[Saved entries]

____

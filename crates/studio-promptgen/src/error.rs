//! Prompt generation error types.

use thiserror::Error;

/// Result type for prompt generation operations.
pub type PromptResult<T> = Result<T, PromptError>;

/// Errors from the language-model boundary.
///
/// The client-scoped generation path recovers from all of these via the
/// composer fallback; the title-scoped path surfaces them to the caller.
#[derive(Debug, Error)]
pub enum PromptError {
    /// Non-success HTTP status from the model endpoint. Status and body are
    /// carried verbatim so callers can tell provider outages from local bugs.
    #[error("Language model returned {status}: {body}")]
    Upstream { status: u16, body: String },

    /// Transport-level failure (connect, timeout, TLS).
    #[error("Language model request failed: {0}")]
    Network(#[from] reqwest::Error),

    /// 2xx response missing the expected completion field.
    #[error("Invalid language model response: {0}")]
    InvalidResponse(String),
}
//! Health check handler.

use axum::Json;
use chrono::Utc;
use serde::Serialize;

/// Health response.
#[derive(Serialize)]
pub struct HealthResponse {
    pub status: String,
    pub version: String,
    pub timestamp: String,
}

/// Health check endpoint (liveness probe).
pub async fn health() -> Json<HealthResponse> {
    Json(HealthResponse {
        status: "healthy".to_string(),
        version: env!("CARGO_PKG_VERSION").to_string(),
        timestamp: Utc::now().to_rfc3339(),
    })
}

____

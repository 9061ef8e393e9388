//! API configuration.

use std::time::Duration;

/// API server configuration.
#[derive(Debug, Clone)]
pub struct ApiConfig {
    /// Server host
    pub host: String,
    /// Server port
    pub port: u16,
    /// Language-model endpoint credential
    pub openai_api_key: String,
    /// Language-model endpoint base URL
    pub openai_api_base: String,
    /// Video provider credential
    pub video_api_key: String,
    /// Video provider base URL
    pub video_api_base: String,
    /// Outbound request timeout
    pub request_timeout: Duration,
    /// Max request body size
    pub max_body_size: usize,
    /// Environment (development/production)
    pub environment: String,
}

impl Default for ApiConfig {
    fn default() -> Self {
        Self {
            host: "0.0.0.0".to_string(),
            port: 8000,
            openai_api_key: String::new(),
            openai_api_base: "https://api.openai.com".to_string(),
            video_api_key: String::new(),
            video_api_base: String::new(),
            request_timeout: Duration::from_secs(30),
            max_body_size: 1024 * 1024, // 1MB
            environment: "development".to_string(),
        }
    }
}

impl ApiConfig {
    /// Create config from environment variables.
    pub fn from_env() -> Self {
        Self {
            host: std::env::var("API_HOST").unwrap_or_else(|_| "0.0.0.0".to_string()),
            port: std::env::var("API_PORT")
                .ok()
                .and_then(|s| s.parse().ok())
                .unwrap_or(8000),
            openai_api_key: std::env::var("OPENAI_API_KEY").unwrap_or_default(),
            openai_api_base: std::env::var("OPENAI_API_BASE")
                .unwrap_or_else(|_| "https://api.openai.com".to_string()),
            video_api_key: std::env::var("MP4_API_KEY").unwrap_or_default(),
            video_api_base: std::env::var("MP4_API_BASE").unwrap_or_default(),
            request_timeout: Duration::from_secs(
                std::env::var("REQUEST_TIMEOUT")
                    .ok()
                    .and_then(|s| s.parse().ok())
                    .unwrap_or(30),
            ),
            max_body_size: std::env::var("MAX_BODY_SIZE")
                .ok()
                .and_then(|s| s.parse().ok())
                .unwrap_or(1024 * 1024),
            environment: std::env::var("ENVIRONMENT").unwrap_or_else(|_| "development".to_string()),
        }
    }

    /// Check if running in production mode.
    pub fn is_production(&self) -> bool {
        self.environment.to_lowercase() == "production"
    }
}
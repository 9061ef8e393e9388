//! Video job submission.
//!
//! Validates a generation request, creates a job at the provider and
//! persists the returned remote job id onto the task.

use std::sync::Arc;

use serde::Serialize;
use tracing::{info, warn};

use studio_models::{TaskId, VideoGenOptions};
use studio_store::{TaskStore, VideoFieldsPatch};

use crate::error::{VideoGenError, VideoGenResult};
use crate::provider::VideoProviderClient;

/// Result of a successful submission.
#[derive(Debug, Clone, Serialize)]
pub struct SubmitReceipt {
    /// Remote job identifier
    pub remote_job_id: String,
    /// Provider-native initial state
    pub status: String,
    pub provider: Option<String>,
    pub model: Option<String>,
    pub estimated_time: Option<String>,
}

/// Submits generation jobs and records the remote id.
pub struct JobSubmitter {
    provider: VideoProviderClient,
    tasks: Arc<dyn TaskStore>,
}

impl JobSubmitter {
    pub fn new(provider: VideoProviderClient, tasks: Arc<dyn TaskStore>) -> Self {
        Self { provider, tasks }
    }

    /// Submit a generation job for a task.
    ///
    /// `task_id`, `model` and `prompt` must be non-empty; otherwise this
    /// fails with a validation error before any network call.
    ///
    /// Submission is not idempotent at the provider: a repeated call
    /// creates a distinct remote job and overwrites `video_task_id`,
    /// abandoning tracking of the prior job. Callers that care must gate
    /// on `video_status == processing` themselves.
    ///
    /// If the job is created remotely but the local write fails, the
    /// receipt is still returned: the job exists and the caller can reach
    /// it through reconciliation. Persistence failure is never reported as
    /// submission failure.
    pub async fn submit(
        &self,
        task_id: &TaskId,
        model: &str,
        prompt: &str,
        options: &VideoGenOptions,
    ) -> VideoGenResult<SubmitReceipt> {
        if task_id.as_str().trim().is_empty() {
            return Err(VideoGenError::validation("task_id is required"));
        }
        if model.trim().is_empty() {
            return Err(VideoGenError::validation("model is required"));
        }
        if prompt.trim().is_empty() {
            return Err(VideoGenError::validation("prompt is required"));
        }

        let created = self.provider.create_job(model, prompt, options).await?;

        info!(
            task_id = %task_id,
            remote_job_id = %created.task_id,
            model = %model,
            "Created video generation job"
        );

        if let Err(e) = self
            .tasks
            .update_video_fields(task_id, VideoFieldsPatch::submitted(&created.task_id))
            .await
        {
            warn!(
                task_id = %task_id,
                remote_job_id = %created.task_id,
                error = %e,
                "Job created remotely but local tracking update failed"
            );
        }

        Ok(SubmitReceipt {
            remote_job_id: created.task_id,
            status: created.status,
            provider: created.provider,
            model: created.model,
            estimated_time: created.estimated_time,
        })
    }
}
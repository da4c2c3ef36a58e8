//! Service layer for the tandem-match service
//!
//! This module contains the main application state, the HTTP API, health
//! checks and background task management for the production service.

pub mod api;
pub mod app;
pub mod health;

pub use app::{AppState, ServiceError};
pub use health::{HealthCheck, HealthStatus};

____

### About this exercise
Nothing but a number should be given: the count of lines in the entries that contain the word "local".

### Exercise answer
3